> _About this exercise_
Within the entries below, the lines from the one with "Ok(Json(Message::new(INITIALIZED_MESSAGE)))" through the one with "10.5 * id as" are to be set down exactly, both ends kept.

Dataset entries:
______
//! Resolves the configured timezone used to normalize imported dates of sale.

use time_tz::Tz;

use crate::Error;

/// Look up a canonical timezone by name, e.g. "Pacific/Auckland".
///
/// Returns `None` if `canonical_timezone` is not a known timezone.
pub fn get_timezone(canonical_timezone: &str) -> Option<&'static Tz> {
    time_tz::timezones::get_by_name(canonical_timezone)
}

/// Like [get_timezone], but reports unknown timezones as an error.
///
/// # Errors
/// Returns [Error::InvalidTimezone] if `canonical_timezone` is not a known timezone.
pub(crate) fn require_timezone(canonical_timezone: &str) -> Result<&'static Tz, Error> {
    get_timezone(canonical_timezone)
        .ok_or_else(|| Error::InvalidTimezone(canonical_timezone.to_owned()))
}

#[cfg(test)]
mod tests {
    use time::{UtcOffset, macros::datetime};
    use time_tz::{Offset, TimeZone};

    use crate::Error;

    use super::{get_timezone, require_timezone};

    #[test]
    fn resolves_utc() {
        let tz = get_timezone("Etc/UTC").expect("Etc/UTC should be a known timezone");

        assert_eq!(
            tz.get_offset_utc(&datetime!(2022-03-01 00:00 UTC)).to_utc(),
            UtcOffset::UTC
        );
    }

    #[test]
    fn offset_depends_on_the_instant() {
        let tz = require_timezone("America/New_York").unwrap();

        let winter = tz.get_offset_utc(&datetime!(2022-01-15 12:00 UTC)).to_utc();
        let summer = tz.get_offset_utc(&datetime!(2022-07-15 12:00 UTC)).to_utc();

        assert_eq!(winter, UtcOffset::from_hms(-5, 0, 0).unwrap());
        assert_eq!(summer, UtcOffset::from_hms(-4, 0, 0).unwrap());
    }

    #[test]
    fn rejects_unknown_timezone() {
        assert!(get_timezone("Mars/Olympus_Mons").is_none());
        assert!(matches!(
            require_timezone("Mars/Olympus_Mons"),
            Err(Error::InvalidTimezone(ref name)) if name == "Mars/Olympus_Mons"
        ));
    }
}
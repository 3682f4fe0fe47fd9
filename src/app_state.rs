//! Implements a struct that holds the state of the REST server.

use axum::{extract::FromRef, http::HeaderValue};
use sqlx::SqlitePool;

use crate::{Error, pagination::PaginationConfig, timezone::require_timezone};

/// The URL of the third-party product feed used to seed the database.
pub const DEFAULT_FEED_URL: &str = "https://s3.amazonaws.com/roxiler.com/product_transaction.json";

/// The state of the REST server.
#[derive(Debug, Clone)]
pub struct AppState {
    /// The pool of database connections shared by every request.
    pub db_pool: SqlitePool,

    /// The client used to fetch the product feed.
    pub http_client: reqwest::Client,

    /// Where to fetch the product feed from.
    pub feed_url: String,

    /// The only origin allowed to make cross-origin requests.
    pub allowed_origin: HeaderValue,

    /// The local timezone as a canonical timezone name, e.g. "Pacific/Auckland".
    pub local_timezone: String,

    /// The config that controls how to display pages of data.
    pub pagination_config: PaginationConfig,
}

impl AppState {
    /// Create a new [AppState] around an open database connection pool.
    ///
    /// The database should already have been initialized with
    /// [crate::initialize_db]. `local_timezone` should be a valid, canonical
    /// timezone name, e.g. "Pacific/Auckland".
    ///
    /// # Errors
    /// Returns an error if `allowed_origin` is not a valid header value or
    /// `local_timezone` is not a known timezone.
    pub fn new(
        db_pool: SqlitePool,
        feed_url: &str,
        allowed_origin: &str,
        local_timezone: &str,
        pagination_config: PaginationConfig,
    ) -> Result<Self, Error> {
        let allowed_origin = HeaderValue::from_str(allowed_origin)
            .map_err(|_| Error::InvalidOrigin(allowed_origin.to_owned()))?;
        require_timezone(local_timezone)?;

        Ok(Self {
            db_pool,
            http_client: reqwest::Client::new(),
            feed_url: feed_url.to_owned(),
            allowed_origin,
            local_timezone: local_timezone.to_owned(),
            pagination_config,
        })
    }
}

// The endpoints that only run a query take the pool directly.
impl FromRef<AppState> for SqlitePool {
    fn from_ref(state: &AppState) -> Self {
        state.db_pool.clone()
    }
}
use std::error::Error;
use std::path::PathBuf;
use std::process::exit;

use clap::Parser;

use sales_dashboard::{
    DEFAULT_FEED_URL, DatabaseConfig, create_pool, fetch_feed, get_timezone,
    import_transactions, initialize_db, read_feed_file,
};

/// A utility for creating a sales dashboard database seeded from the product feed.
#[derive(Parser, Debug)]
#[command(version, about, long_about = None)]
struct Args {
    /// File path to save the SQLite database to.
    #[arg(long, short)]
    db_path: PathBuf,

    /// Read the feed from this JSON file instead of fetching it.
    #[arg(long, short, conflicts_with = "url")]
    file: Option<PathBuf>,

    /// Where to fetch the product feed from.
    #[arg(long, default_value = DEFAULT_FEED_URL)]
    url: String,

    /// The canonical timezone that dates of sale are converted to, e.g. "Pacific/Auckland".
    #[arg(long, default_value = "Etc/UTC")]
    timezone: String,
}

/// Create a database and fill it with the products from the feed.
#[tokio::main]
async fn main() -> Result<(), Box<dyn Error>> {
    tracing_subscriber::fmt().with_env_filter("info").init();

    let args = Args::parse();

    match args.db_path.extension() {
        Some(extension) if !extension.is_empty() => {}
        _ => {
            eprintln!("Database path must include a file extension (e.g., 'transactions.db').");
            exit(1);
        }
    }

    let Some(timezone) = get_timezone(&args.timezone) else {
        eprintln!("Unknown timezone {:?}.", args.timezone);
        exit(1);
    };

    let new_transactions = match &args.file {
        Some(path) => {
            println!("Reading products from {path:#?}");
            read_feed_file(path).await?
        }
        None => {
            println!("Fetching products from {}", args.url);
            let client = reqwest::Client::new();
            fetch_feed(&client, &args.url).await?
        }
    };

    println!("Creating database at {:#?}", args.db_path);
    let pool = create_pool(&DatabaseConfig::new(&args.db_path)).await?;
    initialize_db(&pool).await?;

    let inserted_count = import_transactions(new_transactions, timezone, &pool).await?;
    pool.close().await;

    println!("Inserted {inserted_count} products. Success!");

    Ok(())
}
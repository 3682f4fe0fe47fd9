//! Seeding the transaction table from the third-party product feed.
//!
//! The feed is a JSON array of products. It is either fetched over HTTP, which
//! is what the `/initialize-database` endpoint does, or read from a local copy
//! of the file by the `import_feed` binary.

use std::path::Path;

use axum::{
    Json,
    extract::{FromRef, State},
};
use sqlx::SqlitePool;
use time_tz::Tz;

use crate::{
    AppState, Error, Message,
    timezone::require_timezone,
    transaction::{NewTransaction, bulk_insert},
};

/// The response message when the database has been seeded.
pub const INITIALIZED_MESSAGE: &str = "Database initialized successfully";

/// The state needed to import the product feed.
#[derive(Debug, Clone)]
pub struct ImportState {
    /// The database connection pool.
    pub db_pool: SqlitePool,
    /// The client used to fetch the feed.
    pub http_client: reqwest::Client,
    /// Where to fetch the feed from.
    pub feed_url: String,
    /// The local timezone as a canonical timezone name, e.g. "Pacific/Auckland".
    pub local_timezone: String,
}

impl FromRef<AppState> for ImportState {
    fn from_ref(state: &AppState) -> Self {
        Self {
            db_pool: state.db_pool.clone(),
            http_client: state.http_client.clone(),
            feed_url: state.feed_url.clone(),
            local_timezone: state.local_timezone.clone(),
        }
    }
}

/// Fetch and decode the product feed at `url`.
///
/// # Errors
/// Returns [Error::FeedError] if the request fails, the server responds with
/// an error status, or the body is not a JSON array of products.
#[tracing::instrument(skip(client))]
pub async fn fetch_feed(client: &reqwest::Client, url: &str) -> Result<Vec<NewTransaction>, Error> {
    let new_transactions = client
        .get(url)
        .send()
        .await?
        .error_for_status()?
        .json::<Vec<NewTransaction>>()
        .await?;

    tracing::info!("Fetched {} products from the feed", new_transactions.len());

    Ok(new_transactions)
}

/// Read and decode a local copy of the product feed.
///
/// # Errors
/// Returns [Error::FeedError] if the file cannot be read or is not a JSON
/// array of products.
pub async fn read_feed_file(path: &Path) -> Result<Vec<NewTransaction>, Error> {
    let contents = tokio::fs::read(path)
        .await
        .map_err(|error| Error::FeedError(format!("could not read {}: {error}", path.display())))?;

    serde_json::from_slice(&contents)
        .map_err(|error| Error::FeedError(format!("could not parse {}: {error}", path.display())))
}

/// Insert every product in `new_transactions` and log how many rows were added.
///
/// # Errors
/// Returns the first error from [bulk_insert].
pub async fn import_transactions(
    new_transactions: Vec<NewTransaction>,
    timezone: &'static Tz,
    pool: &SqlitePool,
) -> Result<usize, Error> {
    let inserted_count = bulk_insert(new_transactions, timezone, pool)
        .await
        .inspect_err(|error| tracing::error!("Error inserting data: {error}"))?;

    tracing::info!("Inserted {inserted_count} transactions");

    Ok(inserted_count)
}

/// Fetch the product feed and insert every product into the database.
///
/// Inserts are not rolled back if one of them fails, so a failed request may
/// leave some of the products in the table.
pub async fn initialize_database_endpoint(
    State(state): State<ImportState>,
) -> Result<Json<Message>, Error> {
    let timezone = require_timezone(&state.local_timezone)?;

    let new_transactions = fetch_feed(&state.http_client, &state.feed_url)
        .await
        .inspect_err(|error| tracing::error!("Error fetching data from API: {error}"))?;

    import_transactions(new_transactions, timezone, &state.db_pool).await?;

    Ok(Json(Message::new(INITIALIZED_MESSAGE)))
}

#[cfg(test)]
mod tests {
    use axum::{Json, Router, http::StatusCode, routing::get};
    use axum_test::TestServer;
    use serde_json::{Value, json};

    use crate::{
        AppState, INTERNAL_SERVER_ERROR_MESSAGE, Message, build_router, endpoints,
        test_utils::{count_all_rows, get_test_app_state, get_test_pool},
    };

    use super::{INITIALIZED_MESSAGE, read_feed_file};

    /// Serve `body` from a local HTTP server and return the URL of the feed.
    async fn serve_feed(status: StatusCode, body: Value) -> String {
        let listener = tokio::net::TcpListener::bind("127.0.0.1:0")
            .await
            .expect("Could not bind feed server");
        let address = listener.local_addr().expect("Could not get feed address");
        let app = Router::new().route(
            "/product_transaction.json",
            get(move || {
                let body = body.clone();
                async move { (status, Json(body)) }
            }),
        );

        tokio::spawn(async move {
            axum::serve(listener, app)
                .await
                .expect("Feed server stopped unexpectedly");
        });

        format!("http://{address}/product_transaction.json")
    }

    fn feed_record(id: i64, date_of_sale: &str) -> Value {
        json!({
            "id": id,
            "title": format!("Product #{id}"),
            "price": 10.5 * id as f64,
            "description": "A product",
            "category": "electronics",
            "image": "https://example.com/product.jpg",
            "sold": id % 2 == 0,
            "dateOfSale": date_of_sale
        })
    }

    async fn get_test_server(feed_url: String) -> (TestServer, sqlx::SqlitePool) {
        let pool = get_test_pool().await;
        let state = AppState {
            feed_url,
            ..get_test_app_state(pool.clone())
        };
        let server = TestServer::new(build_router(state)).expect("Could not create test server.");

        (server, pool)
    }

    #[tokio::test]
    async fn imports_every_product() {
        let feed = json!([
            feed_record(1, "2021-11-27T20:29:54+05:30"),
            feed_record(2, "2022-03-27T20:29:54+05:30"),
            feed_record(3, "2022-03-01T00:00:00Z"),
        ]);
        let (server, pool) = get_test_server(serve_feed(StatusCode::OK, feed).await).await;

        let response = server.get(endpoints::INITIALIZE_DATABASE).await;

        response.assert_status_ok();
        assert_eq!(response.json::<Message>(), Message::new(INITIALIZED_MESSAGE));
        assert_eq!(count_all_rows(&pool).await, 3);
    }

    #[tokio::test]
    async fn converts_dates_with_offset_in_effect_at_time_of_sale() {
        let feed = json!([feed_record(1, "2022-03-01T04:30:00Z")]);
        let pool = get_test_pool().await;
        let state = AppState {
            feed_url: serve_feed(StatusCode::OK, feed).await,
            local_timezone: "America/New_York".to_owned(),
            ..get_test_app_state(pool.clone())
        };
        let server = TestServer::new(build_router(state)).expect("Could not create test server.");

        server
            .get(endpoints::INITIALIZE_DATABASE)
            .await
            .assert_status_ok();

        let stored: String = sqlx::query_scalar("SELECT date_of_sale FROM product_transaction")
            .fetch_one(&pool)
            .await
            .expect("Could not query date of sale");
        assert_eq!(stored, "2022-02-28 23:30:00");
    }

    #[tokio::test]
    async fn keeps_inserted_rows_when_a_product_fails() {
        let feed = json!([
            feed_record(1, "2022-03-01T00:00:00Z"),
            feed_record(2, "sometime in March"),
            feed_record(3, "2022-03-02T00:00:00Z"),
        ]);
        let (server, pool) = get_test_server(serve_feed(StatusCode::OK, feed).await).await;

        let response = server.get(endpoints::INITIALIZE_DATABASE).await;

        response.assert_status(StatusCode::INTERNAL_SERVER_ERROR);
        assert_eq!(
            response.json::<Message>(),
            Message::new(INTERNAL_SERVER_ERROR_MESSAGE)
        );
        assert_eq!(count_all_rows(&pool).await, 2);
    }

    #[tokio::test]
    async fn feed_error_status_returns_internal_server_error() {
        let feed_url = serve_feed(StatusCode::SERVICE_UNAVAILABLE, json!({})).await;
        let (server, pool) = get_test_server(feed_url).await;

        let response = server.get(endpoints::INITIALIZE_DATABASE).await;

        response.assert_status(StatusCode::INTERNAL_SERVER_ERROR);
        assert_eq!(count_all_rows(&pool).await, 0);
    }

    #[tokio::test]
    async fn malformed_feed_returns_internal_server_error() {
        let feed_url = serve_feed(StatusCode::OK, json!({"products": []})).await;
        let (server, pool) = get_test_server(feed_url).await;

        let response = server.get(endpoints::INITIALIZE_DATABASE).await;

        response.assert_status(StatusCode::INTERNAL_SERVER_ERROR);
        assert_eq!(count_all_rows(&pool).await, 0);
    }

    #[tokio::test]
    async fn reads_feed_from_file() {
        let path = std::env::temp_dir().join(format!(
            "sales_dashboard_feed_{}.json",
            std::process::id()
        ));
        let feed = json!([feed_record(1, "2022-03-01T00:00:00Z")]);
        tokio::fs::write(&path, feed.to_string())
            .await
            .expect("Could not write feed file");

        let got = read_feed_file(&path).await;
        tokio::fs::remove_file(&path)
            .await
            .expect("Could not remove feed file");

        let got = got.expect("Could not read feed file");
        assert_eq!(got.len(), 1);
        assert_eq!(got[0].title, "Product #1");
        assert!(!got[0].sold);
    }

    #[tokio::test]
    async fn missing_feed_file_is_a_feed_error() {
        let result = read_feed_file(std::path::Path::new("/definitely/not/a/feed.json")).await;

        assert!(
            matches!(result, Err(crate::Error::FeedError(_))),
            "want FeedError, got {result:?}"
        );
    }
}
______
> _Exercise solution_
    Ok(Json(Message::new(INITIALIZED_MESSAGE)))
}

#[cfg(test)]
mod tests {
    use axum::{Json, Router, http::StatusCode, routing::get};
    use axum_test::TestServer;
    use serde_json::{Value, json};

    use crate::{
        AppState, INTERNAL_SERVER_ERROR_MESSAGE, Message, build_router, endpoints,
        test_utils::{count_all_rows, get_test_app_state, get_test_pool},
    };

    use super::{INITIALIZED_MESSAGE, read_feed_file};

    /// Serve `body` from a local HTTP server and return the URL of the feed.
    async fn serve_feed(status: StatusCode, body: Value) -> String {
        let listener = tokio::net::TcpListener::bind("127.0.0.1:0")
            .await
            .expect("Could not bind feed server");
        let address = listener.local_addr().expect("Could not get feed address");
        let app = Router::new().route(
            "/product_transaction.json",
            get(move || {
                let body = body.clone();
                async move { (status, Json(body)) }
            }),
        );

        tokio::spawn(async move {
            axum::serve(listener, app)
                .await
                .expect("Feed server stopped unexpectedly");
        });

        format!("http://{address}/product_transaction.json")
    }

    fn feed_record(id: i64, date_of_sale: &str) -> Value {
        json!({
            "id": id,
            "title": format!("Product #{id}"),
            "price": 10.5 * id as f64,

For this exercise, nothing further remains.